El atolón Bikini sobre el que Estados Unidos arroja la bomba atómica es un atolón perteneciente a las islas Marshall, descubiertas por el español Toribio Alonso de Salazar en 1526, durante la expedición de García Jofre de Loaísa que pretendía hacer cargamento de especias (clavo, canela) en las Molucas. Una expedición muy desdichada, pues, para empezar, en ella mueren tanto su promotor, García Jofre de Loaísa, como el gran Juan Sebastián Elcano, el protagonista máximo de la primera circunnavegación del globo terrestre, ambos por el escorbuto. Y para seguir, una vez cargado el barco, sus tripulantes intentarán el retorno a casa por la misma ruta por la que habían venido, es decir, hacia el este, volviendo a América, sin tomar en consideración que aún faltaban casi cuarenta años para que otro de esos grandes marinos españoles, por nombre Andrés de Urdaneta, descubriera la manera de hacerlo, que no era nada fácil. Por lo que tendrán que retornar a las Molucas, donde serán hechos prisioneros por los portugueses.

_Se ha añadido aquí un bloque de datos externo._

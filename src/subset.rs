//! Checks on the source selection handed to the qSIP2 feature filter.
//!
//! The filter keeps the listed labeled and unlabeled sources and the
//! features seen in enough of them. Catching bad ids and thresholds here
//! gives the user a metadata-level message instead of an engine failure.

use std::collections::HashSet;

use crate::error::QsipError;
use crate::table::MetadataTable;

#[derive(Debug, Clone, PartialEq, Eq)]
pub struct SourceSelection {
    pub unlabeled_sources: Vec<String>,
    pub labeled_sources: Vec<String>,
    pub min_unlabeled_sources: usize,
    pub min_labeled_sources: usize,
    pub min_unlabeled_fractions: usize,
    pub min_labeled_fractions: usize,
}

impl SourceSelection {
    pub fn new(unlabeled_sources: Vec<String>, labeled_sources: Vec<String>) -> Self {
        Self {
            unlabeled_sources,
            labeled_sources,
            min_unlabeled_sources: 1,
            min_labeled_sources: 1,
            min_unlabeled_fractions: 1,
            min_labeled_fractions: 1,
        }
    }

    /// Check the selection against the reconciled source metadata.
    ///
    /// All problems are collected into one `Validation` error.
    pub fn validate(&self, source: &MetadataTable) -> Result<(), QsipError> {
        let mut problems: Vec<String> = Vec::new();

        for (label, ids) in [
            ("unlabeled", &self.unlabeled_sources),
            ("labeled", &self.labeled_sources),
        ] {
            if ids.is_empty() {
                problems.push(format!("no {label} sources were given"));
            }
            let dups = repeated(ids);
            if !dups.is_empty() {
                problems.push(format!(
                    "{label} sources listed more than once: {}",
                    dups.join(", ")
                ));
            }
        }

        let unlabeled: HashSet<&str> = self.unlabeled_sources.iter().map(String::as_str).collect();
        let mut both: Vec<&str> = self
            .labeled_sources
            .iter()
            .map(String::as_str)
            .filter(|id| unlabeled.contains(id))
            .collect();
        if !both.is_empty() {
            both.sort_unstable();
            both.dedup();
            problems.push(format!(
                "sources listed as both labeled and unlabeled: {}",
                both.join(", ")
            ));
        }

        let known: HashSet<String> = source.ids()?.into_iter().collect();
        let mut unknown: Vec<&str> = self
            .unlabeled_sources
            .iter()
            .chain(&self.labeled_sources)
            .map(String::as_str)
            .filter(|id| !known.contains(*id))
            .collect();
        if !unknown.is_empty() {
            unknown.sort_unstable();
            unknown.dedup();
            problems.push(format!(
                "sources not found in the source metadata ('{}'): {}",
                source.id_column(),
                unknown.join(", ")
            ));
        }

        for (name, value) in [
            ("min_unlabeled_sources", self.min_unlabeled_sources),
            ("min_labeled_sources", self.min_labeled_sources),
            ("min_unlabeled_fractions", self.min_unlabeled_fractions),
            ("min_labeled_fractions", self.min_labeled_fractions),
        ] {
            if value == 0 {
                problems.push(format!("{name} must be at least 1"));
            }
        }
        if self.min_unlabeled_sources > self.unlabeled_sources.len() {
            problems.push(format!(
                "min_unlabeled_sources is {} but only {} unlabeled sources were given",
                self.min_unlabeled_sources,
                self.unlabeled_sources.len()
            ));
        }
        if self.min_labeled_sources > self.labeled_sources.len() {
            problems.push(format!(
                "min_labeled_sources is {} but only {} labeled sources were given",
                self.min_labeled_sources,
                self.labeled_sources.len()
            ));
        }

        if problems.is_empty() {
            Ok(())
        } else {
            Err(QsipError::Validation(problems.join("; ")))
        }
    }
}

fn repeated(ids: &[String]) -> Vec<&str> {
    let mut seen = HashSet::new();
    let mut out: Vec<&str> = ids
        .iter()
        .map(String::as_str)
        .filter(|id| !seen.insert(*id))
        .collect();
    out.sort_unstable();
    out.dedup();
    out
}

#[cfg(test)]
mod tests {
    use super::*;
    use polars::prelude::*;

    fn sources() -> MetadataTable {
        let df = df![
            "id" => &["S1", "S2", "S3", "S4"],
            "isotope" => &["12C", "12C", "13C", "13C"],
        ]
        .unwrap();
        MetadataTable::new(df, "id").unwrap()
    }

    fn ids(values: &[&str]) -> Vec<String> {
        values.iter().map(|s| s.to_string()).collect()
    }

    #[test]
    fn accepts_a_valid_selection() {
        let mut selection = SourceSelection::new(ids(&["S1", "S2"]), ids(&["S3", "S4"]));
        selection.min_labeled_sources = 2;

        assert!(selection.validate(&sources()).is_ok());
    }

    #[test]
    fn reports_unknown_sources() {
        let selection = SourceSelection::new(ids(&["S1", "S9"]), ids(&["S3", "S0"]));

        let err = selection.validate(&sources()).unwrap_err().to_string();

        assert!(err.contains("not found in the source metadata ('id'): S0, S9"));
    }

    #[test]
    fn reports_overlap_and_repeats() {
        let selection = SourceSelection::new(ids(&["S1", "S1", "S3"]), ids(&["S3"]));

        let err = selection.validate(&sources()).unwrap_err().to_string();

        assert!(err.contains("unlabeled sources listed more than once: S1"));
        assert!(err.contains("both labeled and unlabeled: S3"));
    }

    #[test]
    fn reports_out_of_range_thresholds() {
        let mut selection = SourceSelection::new(ids(&["S1"]), ids(&["S3"]));
        selection.min_unlabeled_fractions = 0;
        selection.min_labeled_sources = 3;

        let err = selection.validate(&sources()).unwrap_err().to_string();

        assert!(err.contains("min_unlabeled_fractions must be at least 1"));
        assert!(err.contains("min_labeled_sources is 3 but only 1 labeled sources"));
    }

    #[test]
    fn empty_lists_are_rejected() {
        let selection = SourceSelection::new(Vec::new(), ids(&["S3"]));

        let err = selection.validate(&sources()).unwrap_err();

        assert!(matches!(err, QsipError::Validation(_)));
        assert!(err.to_string().contains("no unlabeled sources were given"));
    }
}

Volviendo a las Islas Marshall  no mucho más tarde, en 1528, otro marino español, Álvaro de Saavedra Cerón, al mando de la nave Florida, toma posesión de ellas en nombre del rey de España, y da nombre a muchas de ellas: Pintados, Hermanas, Jardines… Son muchísimas las naves españolas que harán escala en las islas, incluido el mismísimo galeón de Manila, pues se hallan en la ruta que lleva los barcos de América a Asia (no así en la contraria, la que lleva de Asia a América, que obliga a ascender hacia el norte aprovechando la corriente del Kuro Shivo, descubierta por Urdaneta). 

En 1788, las islas reciben la visita de un tal John Marshall, un capitán británico con la honrosa misión de trasladar convictos británicos a Nueva Gales del Sur, adonde cumplían sus condenas en régimen de esclavitud, y desde allí partía para la China, viaje en el curso del cual toca en las islas…, y poco más.  Accidental circunstancia que se convierte en suficiente razón para que las islas queden bautizadas con tan absurdo nombre por los siglos. Ni su descubridor, ni quien toma posesión de ellas en legítima ley, no, sino un vil traficante de esclavos, para dar nombre a las islas.

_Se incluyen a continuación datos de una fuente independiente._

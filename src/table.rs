use std::collections::HashSet;
use std::fs::File;
use std::path::Path;

use log::{debug, warn};
use polars::prelude::*;

use crate::error::QsipError;
use crate::schema::{directive, index};

/// A metadata table: a polars frame plus the name of its row-key column.
///
/// The row key is always the first column, holds strings, and is unique and
/// non-null.
#[derive(Debug, Clone)]
pub struct MetadataTable {
    id_column: String,
    frame: DataFrame,
}

impl MetadataTable {
    /// Wrap `frame`, using `id_column` as the row key.
    pub fn new(frame: DataFrame, id_column: &str) -> Result<Self, QsipError> {
        let ids = frame
            .column(id_column)
            .map_err(|_| QsipError::column_not_found(id_column, "input"))?
            .cast(&DataType::String)?;
        check_ids(&ids)?;

        let mut columns = Vec::with_capacity(frame.width());
        columns.push(ids);
        columns.extend(
            frame
                .get_columns()
                .iter()
                .filter(|c| c.name().as_str() != id_column)
                .cloned(),
        );

        Ok(Self {
            id_column: id_column.to_string(),
            frame: DataFrame::new(columns)?,
        })
    }

    /// Wrap `frame`, using its first column as the row key.
    pub fn from_frame(frame: DataFrame) -> Result<Self, QsipError> {
        let id_column = frame
            .get_column_names_str()
            .first()
            .map(|s| s.to_string())
            .ok_or_else(|| QsipError::InvalidData("Metadata has no columns".into()))?;
        Self::new(frame, &id_column)
    }

    pub fn id_column(&self) -> &str {
        &self.id_column
    }

    pub fn frame(&self) -> &DataFrame {
        &self.frame
    }

    pub fn into_frame(self) -> DataFrame {
        self.frame
    }

    pub fn height(&self) -> usize {
        self.frame.height()
    }

    /// All column names, row key first.
    pub fn column_names(&self) -> Vec<&str> {
        self.frame.get_column_names_str()
    }

    pub fn has_column(&self, name: &str) -> bool {
        self.frame.schema().contains(name)
    }

    pub fn ids(&self) -> Result<Vec<String>, QsipError> {
        Ok(self
            .frame
            .column(&self.id_column)?
            .str()?
            .into_iter()
            .flatten()
            .map(str::to_string)
            .collect())
    }

    /// Rename columns `(old, new)`. The row-key name follows a rename of the
    /// key column.
    pub fn rename_columns(&self, renames: &[(String, String)]) -> Result<Self, QsipError> {
        if renames.is_empty() {
            return Ok(self.clone());
        }

        // Applied all at once: a column may take the name another one gives up.
        let columns: Vec<Column> = self
            .frame
            .get_columns()
            .iter()
            .map(|c| {
                let renamed = renames.iter().find(|(o, _)| o.as_str() == c.name().as_str());
                match renamed {
                    Some((_, new)) => c.clone().with_name(new.as_str().into()),
                    None => c.clone(),
                }
            })
            .collect();
        let frame = DataFrame::new(columns)?;

        let id_column = renames
            .iter()
            .find(|(o, _)| *o == self.id_column)
            .map(|(_, n)| n.clone())
            .unwrap_or_else(|| self.id_column.clone());

        Ok(Self { id_column, frame })
    }
}

fn check_ids(ids: &Column) -> Result<(), QsipError> {
    let nulls = ids.null_count();
    if nulls > 0 {
        return Err(QsipError::InvalidData(format!(
            "The id column '{}' has {} missing values. Every row needs an id.",
            ids.name(),
            nulls
        )));
    }

    let mut seen = HashSet::new();
    let mut duplicated: Vec<&str> = ids
        .str()?
        .into_iter()
        .flatten()
        .filter(|id| !seen.insert(*id))
        .collect();
    if !duplicated.is_empty() {
        duplicated.sort_unstable();
        duplicated.dedup();
        return Err(QsipError::InvalidData(format!(
            "The id column '{}' contains duplicate ids: {}",
            ids.name(),
            duplicated.join(", ")
        )));
    }

    Ok(())
}

// ── File I/O ────────────────────────────────────────────────────────────────

/// Read a metadata file with all columns as strings.
///
/// `.csv` files are comma-separated, anything else is read as TSV. Header
/// names and cell values are trimmed, empty cells become nulls, and rows
/// whose id starts with `#` (comments, `#q2:` directives) are skipped. The
/// first column is the row key.
pub fn read_metadata(path: impl AsRef<Path>) -> Result<MetadataTable, QsipError> {
    let path = path.as_ref();
    let separator = match path.extension().and_then(|e| e.to_str()) {
        Some(ext) if ext.eq_ignore_ascii_case("csv") => b',',
        _ => b'\t',
    };

    let mut df = CsvReadOptions::default()
        .with_has_header(true)
        .with_infer_schema_length(Some(0)) // all columns as String
        .map_parse_options(|opts| opts.with_separator(separator))
        .try_into_reader_with_file_path(Some(path.to_path_buf()))?
        .finish()?;

    let trimmed: Vec<String> = df
        .get_column_names_str()
        .iter()
        .map(|c| c.trim().to_string())
        .collect();
    df.set_column_names(trimmed.as_slice())?;

    let Some(id_header) = trimmed.first() else {
        return Err(QsipError::InvalidData(format!(
            "{} has no columns",
            path.display()
        )));
    };
    // Comment lines and directives such as `#q2:types` start with '#' in the
    // id column. A missing id is kept so the row-key check can report it.
    let data_row = col(id_header.as_str())
        .str()
        .strip_chars(lit(" \t\r\n"))
        .str()
        .starts_with(lit(directive::PREFIX))
        .not()
        .fill_null(lit(true));

    let cleaned: Vec<Expr> = trimmed
        .iter()
        .map(|c| {
            let stripped = col(c.as_str()).str().strip_chars(lit(" \t\r\n"));
            when(stripped.clone().eq(lit("")))
                .then(lit(NULL).cast(DataType::String))
                .otherwise(stripped)
                .alias(c.as_str())
        })
        .collect();

    let rows = df.height();
    let df = df
        .lazy()
        .filter(data_row)
        .with_columns(cleaned)
        .collect()?;
    if df.height() < rows {
        debug!(
            "skipped {} comment or directive rows in {}",
            rows - df.height(),
            path.display()
        );
    }

    let table = MetadataTable::from_frame(df)?;
    if !index::is_id_header(table.id_column()) {
        warn!(
            "first column '{}' of {} is not a recognised id header; using it as the row key",
            table.id_column(),
            path.display()
        );
    }
    Ok(table)
}

/// Write `table` as TSV, row key first.
pub fn write_metadata(table: &MetadataTable, path: impl AsRef<Path>) -> Result<(), QsipError> {
    let mut file = File::create(path.as_ref())?;
    let mut df = table.frame().clone();
    CsvWriter::new(&mut file)
        .include_header(true)
        .with_separator(b'\t')
        .finish(&mut df)?;
    Ok(())
}

#[cfg(test)]
mod tests {
    use super::*;

    #[test]
    fn comment_and_directive_rows_are_skipped() {
        let dir = tempfile::TempDir::new().unwrap();
        let path = dir.path().join("sample.tsv");
        std::fs::write(
            &path,
            "#SampleID\tsource_mat_id\n\
             #q2:types\tcategorical\n\
             F1\tS1\n\
             # fractions from the second run\t\n\
             F2\tS1\n",
        )
        .unwrap();

        let table = read_metadata(&path).unwrap();

        assert_eq!(table.id_column(), "#SampleID");
        assert_eq!(table.ids().unwrap(), vec!["F1", "F2"]);
    }

    #[test]
    fn new_moves_row_key_first() {
        let df = df![
            "isotope" => &["12C", "13C"],
            "source" => &["s1", "s2"],
        ]
        .unwrap();

        let table = MetadataTable::new(df, "source").unwrap();

        assert_eq!(table.id_column(), "source");
        assert_eq!(table.column_names(), vec!["source", "isotope"]);
        assert_eq!(table.ids().unwrap(), vec!["s1", "s2"]);
    }

    #[test]
    fn new_rejects_duplicate_ids() {
        let df = df![
            "id" => &["a", "b", "a"],
            "x" => &["1", "2", "3"],
        ]
        .unwrap();

        let err = MetadataTable::new(df, "id").unwrap_err();

        assert!(matches!(err, QsipError::InvalidData(_)));
        assert!(err.to_string().contains("duplicate ids: a"));
    }

    #[test]
    fn new_rejects_missing_ids() {
        let df = df![
            "id" => &[Some("a"), None],
            "x" => &["1", "2"],
        ]
        .unwrap();

        let err = MetadataTable::new(df, "id").unwrap_err();

        assert!(err.to_string().contains("1 missing values"));
    }

    #[test]
    fn new_reports_unknown_id_column() {
        let df = df!["x" => &["1"]].unwrap();

        let err = MetadataTable::new(df, "sample-id").unwrap_err();

        assert!(matches!(err, QsipError::ColumnNotFound { .. }));
    }

    #[test]
    fn numeric_ids_become_strings() {
        let df = df![
            "id" => &[1i64, 2, 3],
            "x" => &["a", "b", "c"],
        ]
        .unwrap();

        let table = MetadataTable::new(df, "id").unwrap();

        assert_eq!(table.ids().unwrap(), vec!["1", "2", "3"]);
    }

    #[test]
    fn renaming_the_key_moves_the_key_name() {
        let df = df![
            "source" => &["s1", "s2"],
            "iso" => &["12C", "13C"],
        ]
        .unwrap();
        let table = MetadataTable::from_frame(df).unwrap();

        let renamed = table
            .rename_columns(&[
                ("source".to_string(), "id".to_string()),
                ("iso".to_string(), "isotope".to_string()),
            ])
            .unwrap();

        assert_eq!(renamed.id_column(), "id");
        assert_eq!(renamed.column_names(), vec!["id", "isotope"]);
    }

    #[test]
    fn swapped_names_are_renamed_together() {
        let df = df![
            "id" => &["s1"],
            "a" => &["1"],
            "b" => &["2"],
        ]
        .unwrap();
        let table = MetadataTable::from_frame(df).unwrap();

        let renamed = table
            .rename_columns(&[
                ("a".to_string(), "b".to_string()),
                ("b".to_string(), "a".to_string()),
            ])
            .unwrap();

        assert_eq!(renamed.column_names(), vec!["id", "b", "a"]);
        assert_eq!(
            renamed.frame().column("a").unwrap().str().unwrap().get(0),
            Some("2")
        );
    }
}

Así pues, bajo soberanía española, en 1885 las Islas Marshall se convierten en protagonistas de un importante conflicto que a punto está de llevar a España a una guerra de consecuencias imprevisibles: la llamada “Crisis de las Carolinas”, otro archipiélago del Pacífico, español también, algo al oeste de las Marshall, que la Alemania del Canciller Bismarck, la nación más potente de la Europa del momento, reclamaba para sí.

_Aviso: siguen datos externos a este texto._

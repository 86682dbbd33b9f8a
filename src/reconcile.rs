use log::debug;

use crate::error::QsipError;
use crate::extract::extract_source_table;
use crate::mapping::{ColumnAliases, Scope};
use crate::table::MetadataTable;
use crate::validate::validate_and_rename;

/// Validated source and sample metadata using canonical column names.
#[derive(Debug, Clone)]
pub struct Reconciled {
    pub source: MetadataTable,
    pub sample: MetadataTable,
    /// True when `source` was extracted from the sample metadata.
    pub source_derived: bool,
}

impl Reconciled {
    pub fn into_pair(self) -> (MetadataTable, MetadataTable) {
        (self.source, self.sample)
    }
}

/// Prepare source and sample metadata for the qSIP2 engine.
///
/// When `source` is `None` it is extracted from `sample` by grouping on
/// `source_id_column`. Both tables are then checked against `mapping`,
/// source first, and their aliased columns renamed to canonical names. The
/// first table that fails stops the call.
pub fn reconcile(
    sample: &MetadataTable,
    source: Option<&MetadataTable>,
    source_id_column: &str,
    mapping: &ColumnAliases,
) -> Result<Reconciled, QsipError> {
    let extracted;
    let (source, source_derived) = match source {
        Some(table) => (table, false),
        None => {
            extracted = extract_source_table(sample, source_id_column)?;
            debug!(
                "no source metadata given; extracted {} sources using '{}'",
                extracted.height(),
                source_id_column
            );
            (&extracted, true)
        }
    };

    let source = validate_and_rename(
        source,
        &mapping.requirements(Scope::Source),
        Scope::Source,
        source_derived,
    )?;
    let sample = validate_and_rename(
        sample,
        &mapping.requirements(Scope::Sample),
        Scope::Sample,
        false,
    )?;

    Ok(Reconciled {
        source,
        sample,
        source_derived,
    })
}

La situación se tensa a tal punto que España llegará a preparar un flota para la defensa del archipiélago, la cual pone al mando de su marino más prestigioso y curtido del momento, el Almirante Juan Bautista Antequera, héroe de El Callao, el primero en dar la vuelta al mundo en un barco acorazado ― la famosa Fragata Numancia ―, dos veces ministro de Marina, el cual, de hecho, se hallaba retirado, y no tenía obligación de aceptar la misión, aunque como expresaría en la carta de respuesta al Gobierno, lo haría por amor a la patria, aun consciente de la escasa probabilidad de éxito que la misma tenía. Al final, por fortuna para todos, Alemania acepta el arbitraje que España le propone ante el Papa León XIII, con lo que el conflicto se evita, a costa, eso sí, de algunas concesiones: Alemania reconocía, sí, la soberanía española sobre las Carolinas; pero conseguía a cambio la libertad de comercio, navegación y pesca, y la soberanía sobre las islas Marshall, entre las cuales, la Bikini objeto de estas líneas.

Poco le dura la alegría a los alemanes, pues en 1914, nada más empezar la Primera Guerra Mundial, tras treinta años de posesión, lo primero que hacen los que eran entonces sus enemigos del Imperio del Sol Naciente es apoderarse del archipiélago. Y tampoco a éstos les dura demasiado, otros treinta años, ya que el 31 de febrero de 1944, en los estertores de la Segunda Guerra Mundial, tropas estadounidenses arrebatan las islas a los nipones.

Terminada la conflagración, las Islas Marshall pasan a formar parte del Territorio en Fideicomiso de las Islas del Pacífico bajo la administración de los Estados Unidos, una situación de la que no se librarán hasta el 22 de diciembre de 1990, fecha en que obtienen su independencia. Así pues, trescientos cincuenta y ocho años españolas, treinta alemanas, treinta japonesas, cuarenta y seis estadounidenses.

Es en el curso de este fideicomiso norteamericano, que los Estados Unidos toman la decisión de realizar sobre el Atolón de Bikini el primer lanzamiento experimental de una bomba atómica después de los dos lanzamientos que habían realizado durante la Segunda Guerra Mundial, sobre Hiroshima y sobre Nagasaki, con doscientos mil y con cien mil muertos, respectivamente.

Corresponderá al comodoro estadounidense Ben Wyatt ordenar a los pobladores de Bikini que cedieran sus islas para pruebas nucleares… según les dijo  “por el bien de toda la Humanidad”.  Por cierto, que hasta un millar de «favores» más -1.031, para ser exactos- le harán los Estados Unidos «a toda la Humanidad» hasta el año 1992 en que lanza su última bomba atómica «experimental». La práctica totalidad de ellas en territorios que habían sido españoles durante muchos años, incluso siglos. Palabras las del comodoro  recordatorio las que hoy figuran en la bandera del Atolón de Bikini, “men otemjej rej ilo anij”, que cabe traducir como “todo está en las manos de Dios”, con las que habría respondido el cacique de la isla, por nombre Judá, al desvergonzado yankee.